Рав Шули произносит «Барух даян А-Эмет»[41], молитву за умерших. А потом — «Танхумай», «мои соболезнования».
— Я не знал, — говорит он. — Мне очень-очень жаль. У тебя есть братья и сестры, да?
— Двое учились у вас, — отвечает Гавриэль.
— Давно, — говорит Шули. — Исроэль и Лейб. Они намного старше тебя.
— Я самый младший в семье. На шесть лет младше предыдущего брата.
— Это было для тебя нежданно — его смерть? — Рав Шули тут же раскаивается в том, как прозвучал вопрос, и спрашивает у Гавриэля уже мягче: — Ты знал до отъезда в лагерь, что твой отец нездоров?
— У него были сердечные приступы.
— Не один?
— Все думали, что летом он будет чувствовать себя нормально. А потом у него случилась эмболия легких.
Мальчик говорит это как взрослый — такой интонации Шули от него никогда не слышал.
Чтобы этот ребенок даже знал медицинский термин… Шанда![42]
Шули смотрит на часы на дальней стене. Они — словно брелок на ожерелье из портретов, протянувшемся по стенам класса.
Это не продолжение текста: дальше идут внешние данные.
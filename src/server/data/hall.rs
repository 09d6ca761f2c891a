use sea_orm::{
    ActiveModelTrait, ActiveValue, ColumnTrait, DatabaseConnection, DbErr, EntityTrait,
    PaginatorTrait, QueryFilter, QueryOrder,
};

use crate::server::{
    data::sort::parse_sort,
    hypermedia::page::PageRequest,
    model::hall::{Address, Hall, HallParams},
};

pub struct HallRepository<'a> {
    db: &'a DatabaseConnection,
}

impl<'a> HallRepository<'a> {
    pub fn new(db: &'a DatabaseConnection) -> Self {
        Self { db }
    }

    /// Creates a new hall
    pub async fn create(&self, params: HallParams) -> Result<Hall, DbErr> {
        let entity = entity::hall::ActiveModel {
            name: ActiveValue::Set(params.name),
            street: ActiveValue::Set(params.address.street),
            city: ActiveValue::Set(params.address.city),
            postal_code: ActiveValue::Set(params.address.postal_code),
            country: ActiveValue::Set(params.address.country),
            ..Default::default()
        }
        .insert(self.db)
        .await?;

        Ok(Hall::from_entity(entity))
    }

    /// Finds a hall by ID
    pub async fn find_by_id(&self, id: i32) -> Result<Option<Hall>, DbErr> {
        let entity = entity::prelude::Hall::find_by_id(id).one(self.db).await?;

        Ok(entity.map(Hall::from_entity))
    }

    /// Gets one page of halls, ordered by the requested field or by ID
    ///
    /// # Arguments
    /// - `request`: Page number, size and optional `field[,asc|desc]` sort
    ///
    /// # Returns
    /// - `Ok((halls, total))`: Halls of the page and total count
    /// - `Err(DbErr)`: Database error
    pub async fn get_paginated(&self, request: &PageRequest) -> Result<(Vec<Hall>, u64), DbErr> {
        let mut query = entity::prelude::Hall::find();
        if let Some((field, order)) = parse_sort(request.sort.as_deref()) {
            if let Some(column) = sort_column(field) {
                query = query.order_by(column, order);
            }
        }

        let paginator = query
            .order_by_asc(entity::hall::Column::Id)
            .paginate(self.db, request.size);

        let total = paginator.num_items().await?;
        let halls = paginator.fetch_page(request.page).await?;

        Ok((halls.into_iter().map(Hall::from_entity).collect(), total))
    }

    /// Gets every hall ordered by ID
    pub async fn get_all(&self) -> Result<Vec<Hall>, DbErr> {
        let halls = entity::prelude::Hall::find()
            .order_by_asc(entity::hall::Column::Id)
            .all(self.db)
            .await?;

        Ok(halls.into_iter().map(Hall::from_entity).collect())
    }

    /// Updates a hall's name and address
    pub async fn update(&self, id: i32, params: HallParams) -> Result<Hall, DbErr> {
        let hall = entity::prelude::Hall::find_by_id(id)
            .one(self.db)
            .await?
            .ok_or(DbErr::RecordNotFound(format!("Hall with id {} not found", id)))?;

        let mut active_model: entity::hall::ActiveModel = hall.into();
        active_model.name = ActiveValue::Set(params.name);
        active_model.street = ActiveValue::Set(params.address.street);
        active_model.city = ActiveValue::Set(params.address.city);
        active_model.postal_code = ActiveValue::Set(params.address.postal_code);
        active_model.country = ActiveValue::Set(params.address.country);

        let updated = active_model.update(self.db).await?;

        Ok(Hall::from_entity(updated))
    }

    /// Deletes a hall and, through the foreign key cascade, its training sessions
    ///
    /// # Returns
    /// - `Ok(rows)`: Number of deleted halls, 0 when none matched
    pub async fn delete(&self, id: i32) -> Result<u64, DbErr> {
        let result = entity::prelude::Hall::delete_by_id(id).exec(self.db).await?;

        Ok(result.rows_affected)
    }

    /// Checks if a hall with the same name and full address exists
    pub async fn exists(&self, name: &str, address: &Address) -> Result<bool, DbErr> {
        let count = entity::prelude::Hall::find()
            .filter(entity::hall::Column::Name.eq(name))
            .filter(entity::hall::Column::Street.eq(address.street.as_str()))
            .filter(entity::hall::Column::City.eq(address.city.as_str()))
            .filter(entity::hall::Column::PostalCode.eq(address.postal_code.as_str()))
            .filter(entity::hall::Column::Country.eq(address.country.as_str()))
            .count(self.db)
            .await?;

        Ok(count > 0)
    }

    /// Loads the given halls in one query
    pub async fn get_by_ids(&self, ids: Vec<i32>) -> Result<Vec<entity::hall::Model>, DbErr> {
        if ids.is_empty() {
            return Ok(Vec::new());
        }

        entity::prelude::Hall::find()
            .filter(entity::hall::Column::Id.is_in(ids))
            .all(self.db)
            .await
    }
}

fn sort_column(field: &str) -> Option<entity::hall::Column> {
    use entity::hall::Column;

    match field {
        "id" => Some(Column::Id),
        "name" => Some(Column::Name),
        "address.street" | "street" => Some(Column::Street),
        "address.city" | "city" => Some(Column::City),
        "address.postalCode" | "postalCode" => Some(Column::PostalCode),
        "address.country" | "country" => Some(Column::Country),
        _ => None,
    }
}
Великие раввины, вставленные в рамы и размещенные на стенах, чтобы вдохновлять молодое поколение.
Шули наблюдает, как длинная стрелка перемахивает последний короткий отрезок пути. И тут звенит звонок, приглашая остальных ребят в класс и оповещая, что первый раунд их с Гавриэлем матча окончен.
— Мы можем поговорить еще раз? — спрашивает рав Шули. — Есть кое-что важное, и я хочу это с тобой обсудить.
— А что?
Шули считает, что в этот момент смех уместен, и смеется.
Прямота этого ребенка — бальзам на сердце.
— Давай начистоту, — еще раз говорит Шули. — Я хочу объяснить, что, хотя ты и твои друзья — вы все юные, а я старый… или вы все голенастые и проворные, а я постепенно толстею и все больше торможу, и уши у меня зарастают волосами… Хочу, чтоб ты знал: возможно, тебе кажется, что в этом классе я меньше всех на тебя похож, но кое в чем мы с тобой одинаковые.
— Потому что у нас нет отцов?
— Потому что у нас нет отцов. Да.
— Значит, об этом будем говорить?
— Нет. Это еще не всё.
— А с виду всё.
— И все-таки не всё, — говорит рав Шули.
Гавриэль встает, со скрежетом тащит стул к своей парте. Рав Шули, сам себе удивляясь, хватает мальчика за руку.
— Извини, — говорит рав Шули, выпустив руку. — Я… Я тут подумал… что скажешь? Что, если завтра я устрою двойную перемену?
Мотнув головой (на сей раз по собственной воле), Шули воздевает руку, отклоняя свое же первоначальное предложение.
— Нет, нет. Что, если тройную? Если я устрою дополнительную перемену, чтобы возместить ту, которую ты сегодня пропустил, и обычную завтрашнюю, и плюс еще третью, чтобы не украсть ни минуты твоего досуга, когда мы будем разговаривать. Как по-твоему, это будет справедливо?
— Наверно, — говорит мальчик, поняв все с полуслова. — Хорошо.
И тут в дверь вваливаются остальные.
В этот день Шули проводит уроки через силу — не может сосредоточиться. Вечером, при детях, не упоминает о произошедшем. Укладывая их спать, держится как обычно, вот только просит, чтобы дети еще разок поцеловали и обняли его. Да и какой отец не попросит об этом, когда к нему привязалась мысль, что он может умереть безвременно?
Шули лежит на кровати, держа перед собой книгу, дожидаясь Мири. Она выходит из ванной в длинной ночной рубашке. Шули кажется, что, приближаясь, она плывет по воздуху.
Он уже раскрывает рот, чтобы заговорить, но снова призадумывается. Что нового он может сообщить? Что-то про своего ученика? Историю, оборванную на полуслове? Разговор, который, не успев начаться, был прерван звонком на урок?
Если тащить в их с женой спальню все огорчения и разочарования каждого школьника, если приносить домой все беды, как кошка в зубах — птичку, что ж это за подарок Шули каждый вечер будет класть к ногам Мири? Смогут ли они жить спокойно?